When to use: User describes data needs and provides schema — wants the query.
### `/text-to-sql/explain`
Outputs the SQL query with inline comments explaining each clause.
When to use: User wants to understand the query while seeing it, for learning purposes.
### `/text-to-sql/alternatives`
Provides 2-3 alternative query approaches (different JOINs, subqueries vs CTEs, etc.).
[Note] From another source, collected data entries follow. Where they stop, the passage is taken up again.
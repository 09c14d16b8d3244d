use std::fs;
use std::path::{Path, PathBuf};
use std::process::ExitCode;

use anyhow::{Context, Result};
use clap::{Args, Parser, Subcommand};
use firewatch_core::feeds::{feed_urls_for, redact_credentials};
use firewatch_core::{
    fetch_map_key_status, ContentFetcher, CountryCode, CountryDetections, FirePipeline,
    FetchError, FirewatchConfig, HttpFetcher, MapKey, MapKeyStatus, PipelineError,
    ResolutionError,
};
use geojson::FeatureCollection;
use serde::Serialize;
use tracing::{info, warn};
use tracing_subscriber::EnvFilter;

#[derive(Parser, Debug)]
#[command(author, version, about = "Active fire detections from NASA FIRMS", long_about = None)]
struct Cli {
    /// FIRMS map key (32 hexadecimal characters)
    #[arg(long, env = "FIRMS_MAP_KEY", hide_env_values = true, global = true)]
    map_key: Option<String>,

    /// Optional TOML configuration file
    #[arg(long, env = "FIREWATCH_CONFIG", global = true)]
    config: Option<PathBuf>,

    #[command(subcommand)]
    command: Command,
}

#[derive(Subcommand, Debug)]
enum Command {
    /// Print the three world feed URLs for the map key
    Urls(UrlsArgs),
    /// Show transaction usage for the map key
    KeyStatus,
    /// Fetch high-confidence detections within a country
    Detect(DetectArgs),
}

#[derive(Args, Debug, Default)]
struct UrlsArgs {
    /// Print the map key instead of masking it
    #[arg(long)]
    reveal: bool,
}

#[derive(Args, Debug)]
struct DetectArgs {
    /// ISO 3166-1 alpha-2 country code
    #[arg(long)]
    country: String,

    /// Write the result to this file instead of stdout
    #[arg(long)]
    output: Option<PathBuf>,
}

#[derive(Serialize)]
struct DetectReport {
    country: String,
    display_name: String,
    /// `[lat, lon]`
    centroid: [f64; 2],
    detections: FeatureCollection,
}

#[tokio::main]
async fn main() -> ExitCode {
    tracing_subscriber::fmt()
        .with_env_filter(load_log_filter(None, EnvFilter::DEFAULT_ENV))
        .json()
        .init();

    let cli = Cli::parse();
    match run(cli).await {
        Ok(()) => ExitCode::SUCCESS,
        Err(err) => {
            if is_rate_limited(&err) {
                eprintln!(
                    "FIRMS transaction limit reached for this map key. Wait about 10 minutes before retrying."
                );
            }
            eprintln!("Error: {err:#}");
            ExitCode::FAILURE
        }
    }
}

/// Loads `.env` (or `env_file`) before reading the log filter from `var`, so a
/// filter set only in the dotenv file still applies.
fn load_log_filter(env_file: Option<&Path>, var: &str) -> EnvFilter {
    match env_file {
        Some(path) => dotenvy::from_path(path).ok(),
        None => dotenvy::dotenv().ok().map(|_| ()),
    };
    EnvFilter::from_env(var)
}

/// FIRMS signals an exhausted transaction budget the same way for feeds, the
/// status endpoint and boundary lookups.
fn is_rate_limited(err: &anyhow::Error) -> bool {
    if let Some(err) = err.downcast_ref::<PipelineError>() {
        return err.is_rate_limited();
    }
    if let Some(err) = err.downcast_ref::<FetchError>() {
        return err.is_rate_limited();
    }
    matches!(
        err.downcast_ref::<ResolutionError>(),
        Some(ResolutionError::Fetch(fetch)) if fetch.is_rate_limited()
    )
}

async fn run(cli: Cli) -> Result<()> {
    let config = FirewatchConfig::load(cli.config.as_deref()).context("failed to load configuration")?;
    let key = map_key(cli.map_key.as_deref())?;

    match cli.command {
        Command::Urls(args) => {
            for (product, url) in feed_urls_for(&key).iter() {
                let shown = if args.reveal {
                    url.to_string()
                } else {
                    redact_credentials(url)
                };
                println!("{product}\t{shown}");
            }
            Ok(())
        }
        Command::KeyStatus => {
            let fetcher = HttpFetcher::new(&config)?;
            let status = fetch_map_key_status(&fetcher, &key).await?;
            println!("{}", serde_json::to_string_pretty(&status)?);
            Ok(())
        }
        Command::Detect(args) => detect(&config, &key, args).await,
    }
}

fn map_key(value: Option<&str>) -> Result<MapKey> {
    let value = value.context("a FIRMS map key is required (--map-key or FIRMS_MAP_KEY)")?;
    Ok(MapKey::parse(value.trim())?)
}

async fn detect(config: &FirewatchConfig, key: &MapKey, args: DetectArgs) -> Result<()> {
    let country = CountryCode::parse(&args.country)?;

    let pipeline = FirePipeline::from_config(config)?;
    let fetcher = pipeline.combiner().fetcher();

    let before = key_status(fetcher.as_ref(), key).await;
    let result = pipeline
        .detections_for_country(key, &country)
        .await
        .with_context(|| format!("failed to collect detections for {country}"))?;
    let after = key_status(fetcher.as_ref(), key).await;

    if let (Some(before), Some(after)) = (&before, &after) {
        info!(
            transactions_used = after.transactions_since(before),
            transactions_remaining = after.remaining(),
            "FIRMS transactions consumed"
        );
    }

    let report = build_report(&result)?;
    let json = serde_json::to_string_pretty(&report)?;
    match args.output {
        Some(path) => {
            fs::write(&path, json)
                .with_context(|| format!("failed to write {}", path.display()))?;
            info!(path = %path.display(), detections = result.detections.len(), "wrote detections");
        }
        None => println!("{json}"),
    }
    Ok(())
}

/// Transaction accounting is informational; a failed lookup is logged and skipped.
async fn key_status(fetcher: &dyn ContentFetcher, key: &MapKey) -> Option<MapKeyStatus> {
    match fetch_map_key_status(fetcher, key).await {
        Ok(status) => Some(status),
        Err(err) => {
            warn!(error = %err, "could not read map key status");
            None
        }
    }
}

fn build_report(result: &CountryDetections) -> Result<DetectReport> {
    Ok(DetectReport {
        country: result.country.to_string(),
        display_name: result.boundary.display_name.clone(),
        centroid: result.centroid.to_array(),
        detections: result.to_feature_collection()?,
    })
}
When to use: User is learning SQL or wants to compare query strategies.
## Execution Steps
### Step 1 — Confirm Schema
1. Receive natural language request and detect if schema is present
2. Schema may be provided as:
- Table/column names explicitly in the request
- A CREATE TABLE statement
- A DESCRIBE output
- Column names from a previous query
3. If schema is NOT provided, ask the user for it before proceeding — do not guess table or column names
4. Build a schema map: `table_name → {column: type}`
### Step 2 — Translate Intent to SQL Clauses
Map natural language intent to SQL components:
| Natural Language | SQL Clause |
|---|---|
| "all", "every", "complete list" | `SELECT *` or `SELECT all columns` |
| "only", "just", "specifically" | `SELECT [specific columns]` |
| "where [condition]" | `WHERE` clause |
| "sorted by", "in order of" | `ORDER BY` |
| "grouped by", "each [X]" | `GROUP BY` |
| "top N", "first N", "N most" | `LIMIT N` + `ORDER BY` |
| "not", "exclude", "without" | `WHERE NOT` or `!=` / `<>` |
| "both X and Y", "along with" | `AND` in WHERE, or JOIN |
| "either X or Y", "or" | `OR` in WHERE |
| "between X and Y" | `BETWEEN` |
| "like", "containing", "includes" | `LIKE '%value%'` |
| "before", "after", "earlier than" | `WHERE date_column < 'date'` |
| "latest", "most recent", "newest" | `ORDER BY date DESC LIMIT 1` |
| "count of", "how many" | `COUNT(*)` aggregate |
| "total of", "sum of" | `SUM(column)` |
| "average of" | `AVG(column)` |
### Step 3 — Handle Joins and Relationships
If the request involves multiple tables:
1. Identify which tables contain the needed columns
2. Determine the join key (foreign key relationship)
3. Select join type: `INNER JOIN` (default), `LEFT JOIN` (if some side may be empty), `RIGHT JOIN` (rare)
4. Write join on the correct key pair
If schema doesn't include relationship info, ask user to clarify which column links the tables.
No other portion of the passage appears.